その結果、51の研究のうち、82%が悪影響の証拠を示したこと(57%が著しく有害な影響、25%がいくつかの有害な影響)を明らかにしている。これらの影響は、様々な研究デザインを用いたもので、異なる期間と地域にわたって示されている。工業化された農業の有益な効果は少なく、家族経営よりも収入が大きくなるといった、主に所得に関係する社会経済的状況に限られていた。ただし、コミュニティの中の所得格差は大きくなる(Lobao and Stofferahn 2008)。

これらの研究から、我々は農業の大規模化が与える悪影響についても考えなければならない。「農業の大規模化が農村の活性化につながる」という単純な図式は成立せず、むしろ農村を衰退させる可能性すらあるのである。

重要性が見直されている小規模農家

ここまで見てきたように、農業を大規模化することによってコストを削減するのには限界があり、「規模の経済」に基づいて衰退を食い止めようとする政策の効果には疑問が残る。むしろ大規模化が地域に悪影響を及ぼす可能性もある。
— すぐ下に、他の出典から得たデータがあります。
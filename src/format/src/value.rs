use std::fmt::{Display, Formatter};
use std::ops::Index;

use crate::schema::DataType;

/// Value is an owned, typed field value.
#[derive(Clone, Debug, PartialEq)]
pub enum Value {
    Null,
    Bool(bool),
    Int32(i32),
    Int64(i64),
    Float32(f32),
    Float64(f64),
    String(String),
    Bytes(Vec<u8>),
}

impl Value {
    /// data_type returns the column type this value belongs to, `None` for `Null`.
    pub fn data_type(&self) -> Option<DataType> {
        self.as_value_ref().data_type()
    }

    pub fn kind(&self) -> &'static str {
        self.as_value_ref().kind()
    }

    pub fn is_null(&self) -> bool {
        matches!(self, Value::Null)
    }

    pub fn as_value_ref(&self) -> ValueRef<'_> {
        match self {
            Value::Null => ValueRef::Null,
            Value::Bool(v) => ValueRef::Bool(*v),
            Value::Int32(v) => ValueRef::Int32(*v),
            Value::Int64(v) => ValueRef::Int64(*v),
            Value::Float32(v) => ValueRef::Float32(*v),
            Value::Float64(v) => ValueRef::Float64(*v),
            Value::String(v) => ValueRef::String(v.as_str()),
            Value::Bytes(v) => ValueRef::Bytes(v.as_slice()),
        }
    }
}

impl Display for Value {
    fn fmt(&self, f: &mut Formatter<'_>) -> std::fmt::Result {
        self.as_value_ref().fmt(f)
    }
}

macro_rules! impl_value_from {
    ($t:ty, $variant:ident) => {
        impl From<$t> for Value {
            fn from(v: $t) -> Self {
                Value::$variant(v.into())
            }
        }
    };
}

impl_value_from!(bool, Bool);
impl_value_from!(i32, Int32);
impl_value_from!(i64, Int64);
impl_value_from!(f32, Float32);
impl_value_from!(f64, Float64);
impl_value_from!(String, String);
impl_value_from!(&str, String);
impl_value_from!(Vec<u8>, Bytes);
impl_value_from!(&[u8], Bytes);

impl<T: Into<Value>> From<Option<T>> for Value {
    fn from(v: Option<T>) -> Self {
        v.map(Into::into).unwrap_or(Value::Null)
    }
}

/// ValueRef is a field value borrowed from encoded block bytes.
#[derive(Clone, Copy, Debug, PartialEq)]
pub enum ValueRef<'a> {
    Null,
    Bool(bool),
    Int32(i32),
    Int64(i64),
    Float32(f32),
    Float64(f64),
    String(&'a str),
    Bytes(&'a [u8]),
}

impl<'a> ValueRef<'a> {
    pub fn data_type(&self) -> Option<DataType> {
        match self {
            ValueRef::Null => None,
            ValueRef::Bool(_) => Some(DataType::Bool),
            ValueRef::Int32(_) => Some(DataType::Int32),
            ValueRef::Int64(_) => Some(DataType::Int64),
            ValueRef::Float32(_) => Some(DataType::Float32),
            ValueRef::Float64(_) => Some(DataType::Float64),
            ValueRef::String(_) => Some(DataType::String),
            ValueRef::Bytes(_) => Some(DataType::Bytes),
        }
    }

    pub fn kind(&self) -> &'static str {
        self.data_type().map(|t| t.name()).unwrap_or("Null")
    }

    pub fn is_null(&self) -> bool {
        matches!(self, ValueRef::Null)
    }

    pub fn to_value(&self) -> Value {
        match *self {
            ValueRef::Null => Value::Null,
            ValueRef::Bool(v) => Value::Bool(v),
            ValueRef::Int32(v) => Value::Int32(v),
            ValueRef::Int64(v) => Value::Int64(v),
            ValueRef::Float32(v) => Value::Float32(v),
            ValueRef::Float64(v) => Value::Float64(v),
            ValueRef::String(v) => Value::String(v.to_string()),
            ValueRef::Bytes(v) => Value::Bytes(v.to_vec()),
        }
    }
}

/// Renders the textual form accepted by `Column::parse_value`: nulls are
/// empty and bytes are lowercase hex.
impl<'a> Display for ValueRef<'a> {
    fn fmt(&self, f: &mut Formatter<'_>) -> std::fmt::Result {
        match self {
            ValueRef::Null => Ok(()),
            ValueRef::Bool(v) => write!(f, "{}", v),
            ValueRef::Int32(v) => write!(f, "{}", v),
            ValueRef::Int64(v) => write!(f, "{}", v),
            ValueRef::Float32(v) => write!(f, "{}", v),
            ValueRef::Float64(v) => write!(f, "{}", v),
            ValueRef::String(v) => f.write_str(v),
            ValueRef::Bytes(v) => f.write_str(&hex::encode(v)),
        }
    }
}

/// Record is one logical row: one value per column, in ordinal order.
#[derive(Clone, Debug, Default, PartialEq)]
pub struct Record {
    values: Vec<Value>,
}

impl Record {
    pub fn new(values: Vec<Value>) -> Self {
        Self { values }
    }

    pub fn values(&self) -> &[Value] {
        &self.values
    }

    pub fn get(&self, j: usize) -> Option<&Value> {
        self.values.get(j)
    }

    pub fn len(&self) -> usize {
        self.values.len()
    }

    pub fn is_empty(&self) -> bool {
        self.values.is_empty()
    }

    pub fn into_values(self) -> Vec<Value> {
        self.values
    }
}

impl From<Vec<Value>> for Record {
    fn from(values: Vec<Value>) -> Self {
        Self::new(values)
    }
}

impl FromIterator<Value> for Record {
    fn from_iter<I: IntoIterator<Item = Value>>(iter: I) -> Self {
        Self::new(iter.into_iter().collect())
    }
}

impl Index<usize> for Record {
    type Output = Value;

    fn index(&self, j: usize) -> &Self::Output {
        &self.values[j]
    }
}

/// Builds a [`Record`] from expressions convertible into [`Value`].
///
/// ```
/// use kobuta_format::{record, Value};
///
/// let r = record![1_i32, "alice", Some(true)];
/// assert_eq!(r[1], Value::String("alice".to_string()));
/// ```
#[macro_export]
macro_rules! record {
    ($($v:expr),* $(,)?) => {
        $crate::value::Record::new(vec![$($crate::value::Value::from($v)),*])
    };
}

#[cfg(test)]
mod tests {
    use crate::schema::{Column, DataType};
    use crate::value::{Value, ValueRef};

    #[test]
    fn test_record_macro() {
        let none: Option<i64> = None;
        let r = record![7_i32, "x", none, vec![1_u8, 2]];
        assert_eq!(
            r.values(),
            &[
                Value::Int32(7),
                Value::String("x".to_string()),
                Value::Null,
                Value::Bytes(vec![1, 2]),
            ]
        );
        assert_eq!(r.len(), 4);
    }

    #[test]
    fn test_kinds() {
        assert_eq!(Value::Null.kind(), "Null");
        assert_eq!(Value::from(1.5_f64).data_type(), Some(DataType::Float64));
        assert_eq!(ValueRef::Bytes(b"a").kind(), "Bytes");
    }

    #[test]
    fn test_display_round_trips_through_parse_value() {
        let cases = [
            (Column::new("a", DataType::Int64, 0), Value::Int64(-12)),
            (Column::new("b", DataType::Float64, 0), Value::Float64(0.25)),
            (Column::new("c", DataType::Bool, 0), Value::Bool(true)),
            (Column::new("d", DataType::Bytes, 0), Value::Bytes(vec![0xde, 0xad])),
            (
                Column::new("e", DataType::Int32, 0).with_nullable(true),
                Value::Null,
            ),
        ];

        assert_eq!(Value::Bytes(vec![0x0f, 0xa0]).to_string(), "0fa0");
        for (column, value) in cases {
            let text = value.to_string();
            assert_eq!(column.parse_value(&text).unwrap(), value, "text {:?}", text);
        }
    }
}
こうした懸念がある中で、近年では、小規模農家の重要性が見直されている。

国際連合は、2017年の国連総会において、2019~2028年を「国連家族農業の10年」として定め、加盟国および関係機関等に対し、食料安全保障確保と貧困・飢餓撲滅に大きな役割を果たしている家族農業に係る施策の推進・知見の共有等を求めている。

活動の柱としては、

①家族農業を強化する政策環境の整備・発展
②若者の支援と家族農業の世代を超えた持続可能性の確保
③家族農業のジェンダー公平性と農村女性のリーダーシップ的役割の促進
④知識の生産と農家の声の代表、都市と農村間をまたぐ包摂的なサービスの提供のための、家族農家組織と能力の強化
⑤家族農家や農村世帯・コミュニティの社会経済面での包摂性やレジリエンス、福利の強化
⑥気候レジリエンスあるフードシステム構築のための家族農業の持続可能性の促進
⑦地域開発、生物多様性・環境・文化を保護するフードシステムに貢献するイノベーションを促進するための多面的な家族農業の強化

の7つが挙げられている。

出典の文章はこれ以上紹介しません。